• _Exercise brief_
Filter the data below for the string "Exit" and copy each matching line.

• _Data section_

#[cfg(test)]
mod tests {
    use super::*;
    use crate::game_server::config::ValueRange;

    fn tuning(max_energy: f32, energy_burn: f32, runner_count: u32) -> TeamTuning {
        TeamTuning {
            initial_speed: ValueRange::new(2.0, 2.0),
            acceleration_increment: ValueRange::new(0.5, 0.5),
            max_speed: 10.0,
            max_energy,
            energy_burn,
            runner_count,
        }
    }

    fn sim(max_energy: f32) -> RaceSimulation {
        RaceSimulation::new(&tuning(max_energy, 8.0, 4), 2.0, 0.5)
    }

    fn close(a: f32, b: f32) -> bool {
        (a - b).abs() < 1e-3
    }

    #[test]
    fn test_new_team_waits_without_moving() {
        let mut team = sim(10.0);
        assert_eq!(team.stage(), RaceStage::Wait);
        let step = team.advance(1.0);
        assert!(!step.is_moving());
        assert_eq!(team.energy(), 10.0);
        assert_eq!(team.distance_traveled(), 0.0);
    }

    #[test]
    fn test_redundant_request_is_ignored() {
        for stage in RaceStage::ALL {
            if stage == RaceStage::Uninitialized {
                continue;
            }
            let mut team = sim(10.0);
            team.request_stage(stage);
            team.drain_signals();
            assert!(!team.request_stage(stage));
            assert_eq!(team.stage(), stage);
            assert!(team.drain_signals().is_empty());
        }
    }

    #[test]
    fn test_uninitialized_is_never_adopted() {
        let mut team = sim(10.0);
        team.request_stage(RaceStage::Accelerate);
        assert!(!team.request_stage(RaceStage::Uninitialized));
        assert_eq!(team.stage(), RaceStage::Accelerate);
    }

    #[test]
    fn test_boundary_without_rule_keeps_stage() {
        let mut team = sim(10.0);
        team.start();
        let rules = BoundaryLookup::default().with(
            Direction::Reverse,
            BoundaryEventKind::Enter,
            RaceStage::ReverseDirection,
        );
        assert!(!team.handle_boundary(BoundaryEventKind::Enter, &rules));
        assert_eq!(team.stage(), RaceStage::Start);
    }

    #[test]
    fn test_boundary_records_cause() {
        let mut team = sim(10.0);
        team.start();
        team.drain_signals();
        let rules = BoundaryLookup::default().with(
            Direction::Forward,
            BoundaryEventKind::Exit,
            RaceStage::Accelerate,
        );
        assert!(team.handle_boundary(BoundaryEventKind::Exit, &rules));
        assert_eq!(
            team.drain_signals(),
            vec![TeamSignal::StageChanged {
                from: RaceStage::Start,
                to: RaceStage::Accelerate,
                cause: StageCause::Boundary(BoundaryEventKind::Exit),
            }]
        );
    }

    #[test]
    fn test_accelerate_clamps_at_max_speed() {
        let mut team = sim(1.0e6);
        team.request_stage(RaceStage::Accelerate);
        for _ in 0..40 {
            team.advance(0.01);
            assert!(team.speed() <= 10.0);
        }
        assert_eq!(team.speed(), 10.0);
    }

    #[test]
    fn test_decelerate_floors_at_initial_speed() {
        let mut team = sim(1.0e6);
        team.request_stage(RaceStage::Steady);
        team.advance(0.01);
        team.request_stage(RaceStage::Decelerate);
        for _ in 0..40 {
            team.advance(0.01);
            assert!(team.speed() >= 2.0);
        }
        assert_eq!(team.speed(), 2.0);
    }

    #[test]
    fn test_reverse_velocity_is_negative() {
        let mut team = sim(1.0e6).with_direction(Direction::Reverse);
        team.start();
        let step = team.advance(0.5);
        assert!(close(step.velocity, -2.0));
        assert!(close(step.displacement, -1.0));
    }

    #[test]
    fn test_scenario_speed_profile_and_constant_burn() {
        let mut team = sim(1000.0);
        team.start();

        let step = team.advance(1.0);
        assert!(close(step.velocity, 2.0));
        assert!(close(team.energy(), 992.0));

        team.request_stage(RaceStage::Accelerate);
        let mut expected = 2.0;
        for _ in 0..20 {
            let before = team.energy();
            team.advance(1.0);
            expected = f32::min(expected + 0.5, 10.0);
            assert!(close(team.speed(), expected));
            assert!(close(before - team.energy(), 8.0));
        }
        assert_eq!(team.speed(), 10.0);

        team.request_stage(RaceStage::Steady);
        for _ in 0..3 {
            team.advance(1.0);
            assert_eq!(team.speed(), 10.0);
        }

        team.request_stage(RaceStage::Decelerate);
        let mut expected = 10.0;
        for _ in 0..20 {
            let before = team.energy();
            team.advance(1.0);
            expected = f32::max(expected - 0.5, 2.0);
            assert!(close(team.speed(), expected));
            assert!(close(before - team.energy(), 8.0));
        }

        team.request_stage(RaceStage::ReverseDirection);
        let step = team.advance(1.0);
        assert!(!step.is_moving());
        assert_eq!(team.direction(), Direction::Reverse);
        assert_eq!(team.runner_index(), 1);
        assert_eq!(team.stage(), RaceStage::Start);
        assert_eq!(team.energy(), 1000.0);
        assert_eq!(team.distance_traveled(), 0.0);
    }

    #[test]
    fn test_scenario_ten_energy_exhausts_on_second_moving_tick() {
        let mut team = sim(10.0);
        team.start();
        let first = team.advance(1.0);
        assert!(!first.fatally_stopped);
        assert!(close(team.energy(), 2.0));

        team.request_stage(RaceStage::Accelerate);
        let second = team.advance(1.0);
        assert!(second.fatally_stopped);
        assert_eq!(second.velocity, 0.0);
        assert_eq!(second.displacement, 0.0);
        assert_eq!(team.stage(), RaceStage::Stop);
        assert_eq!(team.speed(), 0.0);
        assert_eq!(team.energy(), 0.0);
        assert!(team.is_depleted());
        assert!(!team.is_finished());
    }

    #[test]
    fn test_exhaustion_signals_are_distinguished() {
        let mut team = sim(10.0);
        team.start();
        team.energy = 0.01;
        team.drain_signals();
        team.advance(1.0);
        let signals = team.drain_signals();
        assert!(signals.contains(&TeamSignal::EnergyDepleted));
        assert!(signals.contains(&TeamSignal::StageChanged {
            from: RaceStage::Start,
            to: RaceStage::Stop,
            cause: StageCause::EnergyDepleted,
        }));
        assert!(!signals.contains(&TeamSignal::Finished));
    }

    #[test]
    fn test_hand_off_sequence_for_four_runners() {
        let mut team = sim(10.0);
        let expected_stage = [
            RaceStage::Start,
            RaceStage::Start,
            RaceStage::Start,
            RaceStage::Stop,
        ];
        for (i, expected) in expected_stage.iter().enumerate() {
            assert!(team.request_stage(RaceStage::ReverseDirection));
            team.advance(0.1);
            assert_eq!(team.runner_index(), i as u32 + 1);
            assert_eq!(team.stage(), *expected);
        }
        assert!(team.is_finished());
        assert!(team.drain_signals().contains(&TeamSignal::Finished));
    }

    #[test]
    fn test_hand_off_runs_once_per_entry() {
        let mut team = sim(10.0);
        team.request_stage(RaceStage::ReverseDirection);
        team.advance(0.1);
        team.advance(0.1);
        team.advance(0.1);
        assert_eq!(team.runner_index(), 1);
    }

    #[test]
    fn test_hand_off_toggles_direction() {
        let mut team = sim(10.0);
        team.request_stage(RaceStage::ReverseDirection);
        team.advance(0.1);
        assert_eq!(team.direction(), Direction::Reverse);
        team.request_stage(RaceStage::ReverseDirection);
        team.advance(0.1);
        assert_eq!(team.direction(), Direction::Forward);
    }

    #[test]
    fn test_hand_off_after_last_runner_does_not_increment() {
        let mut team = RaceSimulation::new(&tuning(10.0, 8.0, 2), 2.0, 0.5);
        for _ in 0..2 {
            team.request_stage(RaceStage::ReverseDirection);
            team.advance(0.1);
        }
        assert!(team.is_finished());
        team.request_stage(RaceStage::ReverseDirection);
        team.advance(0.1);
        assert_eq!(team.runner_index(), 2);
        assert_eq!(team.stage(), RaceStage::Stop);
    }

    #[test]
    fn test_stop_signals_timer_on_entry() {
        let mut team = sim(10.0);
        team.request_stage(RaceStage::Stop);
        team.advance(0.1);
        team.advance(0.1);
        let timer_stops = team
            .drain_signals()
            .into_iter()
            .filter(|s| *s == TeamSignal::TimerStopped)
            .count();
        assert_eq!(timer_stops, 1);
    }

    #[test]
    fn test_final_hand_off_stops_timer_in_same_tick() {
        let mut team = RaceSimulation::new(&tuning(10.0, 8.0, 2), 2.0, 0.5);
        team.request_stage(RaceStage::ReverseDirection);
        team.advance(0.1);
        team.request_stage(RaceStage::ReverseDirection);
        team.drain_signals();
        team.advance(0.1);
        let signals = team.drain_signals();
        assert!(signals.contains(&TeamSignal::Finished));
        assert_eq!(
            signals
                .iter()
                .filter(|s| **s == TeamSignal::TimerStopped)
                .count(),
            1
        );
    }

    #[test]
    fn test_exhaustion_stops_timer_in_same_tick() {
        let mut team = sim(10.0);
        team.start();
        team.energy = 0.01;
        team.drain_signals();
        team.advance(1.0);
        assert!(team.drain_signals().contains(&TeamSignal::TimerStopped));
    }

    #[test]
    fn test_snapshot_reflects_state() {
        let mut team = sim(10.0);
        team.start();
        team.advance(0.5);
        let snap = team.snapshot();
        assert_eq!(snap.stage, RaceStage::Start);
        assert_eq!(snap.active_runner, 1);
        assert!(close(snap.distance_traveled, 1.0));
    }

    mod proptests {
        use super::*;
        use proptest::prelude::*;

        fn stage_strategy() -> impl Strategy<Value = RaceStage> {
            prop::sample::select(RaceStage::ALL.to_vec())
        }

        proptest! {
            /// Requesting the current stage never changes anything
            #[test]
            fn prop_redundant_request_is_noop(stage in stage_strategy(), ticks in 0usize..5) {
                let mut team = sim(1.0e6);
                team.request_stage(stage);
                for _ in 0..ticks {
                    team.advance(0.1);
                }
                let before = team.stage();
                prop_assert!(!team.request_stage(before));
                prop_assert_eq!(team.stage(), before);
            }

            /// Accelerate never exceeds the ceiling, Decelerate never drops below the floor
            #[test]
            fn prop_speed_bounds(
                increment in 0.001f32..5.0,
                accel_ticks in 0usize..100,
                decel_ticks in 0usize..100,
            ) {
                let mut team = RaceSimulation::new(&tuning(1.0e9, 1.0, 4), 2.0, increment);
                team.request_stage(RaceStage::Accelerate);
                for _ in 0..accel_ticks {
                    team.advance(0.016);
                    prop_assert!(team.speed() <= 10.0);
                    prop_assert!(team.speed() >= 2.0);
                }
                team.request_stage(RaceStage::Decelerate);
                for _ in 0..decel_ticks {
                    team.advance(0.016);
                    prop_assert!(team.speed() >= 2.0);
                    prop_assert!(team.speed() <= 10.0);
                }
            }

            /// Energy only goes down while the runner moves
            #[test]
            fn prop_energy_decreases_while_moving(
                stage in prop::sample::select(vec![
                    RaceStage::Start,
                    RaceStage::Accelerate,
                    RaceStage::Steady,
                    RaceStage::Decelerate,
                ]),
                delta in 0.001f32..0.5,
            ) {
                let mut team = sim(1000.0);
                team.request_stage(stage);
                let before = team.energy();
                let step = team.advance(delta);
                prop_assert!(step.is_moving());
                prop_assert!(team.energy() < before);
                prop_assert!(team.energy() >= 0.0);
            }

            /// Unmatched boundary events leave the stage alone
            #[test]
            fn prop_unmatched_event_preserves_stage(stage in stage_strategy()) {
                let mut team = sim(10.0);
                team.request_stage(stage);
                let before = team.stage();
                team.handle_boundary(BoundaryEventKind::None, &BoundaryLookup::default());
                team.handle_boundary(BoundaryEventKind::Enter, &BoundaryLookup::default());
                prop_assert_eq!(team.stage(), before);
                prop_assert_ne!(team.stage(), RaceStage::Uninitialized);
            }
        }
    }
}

• _Answer below_
            BoundaryEventKind::Exit,
        assert!(team.handle_boundary(BoundaryEventKind::Exit, &rules));
                cause: StageCause::Boundary(BoundaryEventKind::Exit),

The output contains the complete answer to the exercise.